Claire DeWitt and the City of the Dead - Sara Gran

I'm two hours into this book and I have no idea what it's about. I know what's happening but I'm not sure that that's answering the same question (actually, that's the book talking).

 

This is Noire but not as I know it.

 

This is the lovechild of Raymond Chandler and Jean-Paul Satre.

 

Claire Dewitt, who makes Philip Marlowe seem like a romantic softy with a tendency to take things too literally, solves cases, sorry, mysteries, by using a kind of muscular mysticism that is stretched tight over a skeleton of existential panic with grief as its marrow.

 

More than a year after Katrina, Claire, a PI, is investigating the disappearance and possible death of a wealthy man in New Orleans during the storm.
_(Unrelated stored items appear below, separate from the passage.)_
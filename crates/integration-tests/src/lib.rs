//! Integration tests for GTM Shop.
//!
//! # Running Tests
//!
//! ```bash
//! # Offline scenarios (in-memory backend, temp directories)
//! cargo test -p gtm-shop-integration-tests
//!
//! # Live backend tests (needs GTM_SUPABASE_URL and GTM_SUPABASE_ANON_KEY)
//! cargo test -p gtm-shop-integration-tests -- --ignored
//! ```
//!
//! # Test Categories
//!
//! - `cart_lifecycle` - Cart store scenarios against memory and file storage
//! - `checkout_flow` - Sign-up, profile, and checkout against in-memory collaborators
//! - `live_backend` - Hosted backend round trips (ignored by default)

#![cfg_attr(not(test), forbid(unsafe_code))]

use std::sync::Arc;

use gtm_shop_core::{CurrencyCode, Product, ProductId};
use gtm_shop_storefront::catalog::Catalog;
use gtm_shop_storefront::db::{MemoryStore, ProfileCache};
use gtm_shop_storefront::services::{MemoryIdentity, RecordingGateway};
use gtm_shop_storefront::state::{AppState, Backend};
use gtm_shop_storefront::storage::KeyValueStorage;

/// A minimal product for cart scenarios.
#[must_use]
pub fn product(id: &str, price: f64) -> Product {
    Product {
        id: ProductId::new(id),
        name: format!("Product {id}"),
        description: format!("Test product {id}"),
        price,
        category: "Test".to_string(),
        image: format!("https://example.com/{id}.png"),
        rating: None,
        reviews: None,
        in_stock: Some(true),
    }
}

/// Whether two totals are equal to within floating-point noise.
#[must_use]
pub fn same_amount(a: f64, b: f64) -> bool {
    (a - b).abs() < 1e-9
}

/// An application state wired to in-memory collaborators.
pub struct TestContext {
    pub state: AppState,
    pub store: MemoryStore,
    pub identity: MemoryIdentity,
    pub gateway: RecordingGateway,
}

impl TestContext {
    /// Build a context over `storage` with the bundled catalog.
    ///
    /// # Panics
    ///
    /// Panics if the bundled catalog is invalid.
    #[allow(clippy::expect_used)]
    pub async fn new(storage: Arc<dyn KeyValueStorage>) -> Self {
        let store = MemoryStore::new();
        let identity = MemoryIdentity::new();
        let gateway = RecordingGateway::new();

        let state = AppState::with_backend(
            storage,
            Catalog::bundled().expect("bundled catalog is valid"),
            CurrencyCode::USD,
            Backend {
                store: Arc::new(store.clone()),
                identity: Arc::new(identity.clone()),
                gateway: Arc::new(gateway.clone()),
                profiles: ProfileCache::new(),
            },
        )
        .await;

        Self {
            state,
            store,
            identity,
            gateway,
        }
    }
}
She is guided in this by a book called "Détection" by Cillette, a French criminologist who has a very out-there view of what detection is.

 

There is little action and what there is involves many mundane frustrations and a lot of waiting.

 

Yet I'm carried along by the absolute authority of the writing and the vivid descriptions of the desolation of much of post-Katrina New Orleans.

 

At one point Claire talks about the first time she and her teenage friends read "Détection". Her experience of it is eerily similar to what Sara Gran is putting me through.

 

"'Détection' was a door to another world.  A world where, even if we didn’t understand things, we were sure they could be understood. A world where people paid attention, where they listened, where they looked for clues. A world where mysteries could be solved or so we thought.

 

By the time we realised we were wrong, that we had misunderstood everything, it was too late, Cillette had already branded us. For better or worse, we were not the same girls any more."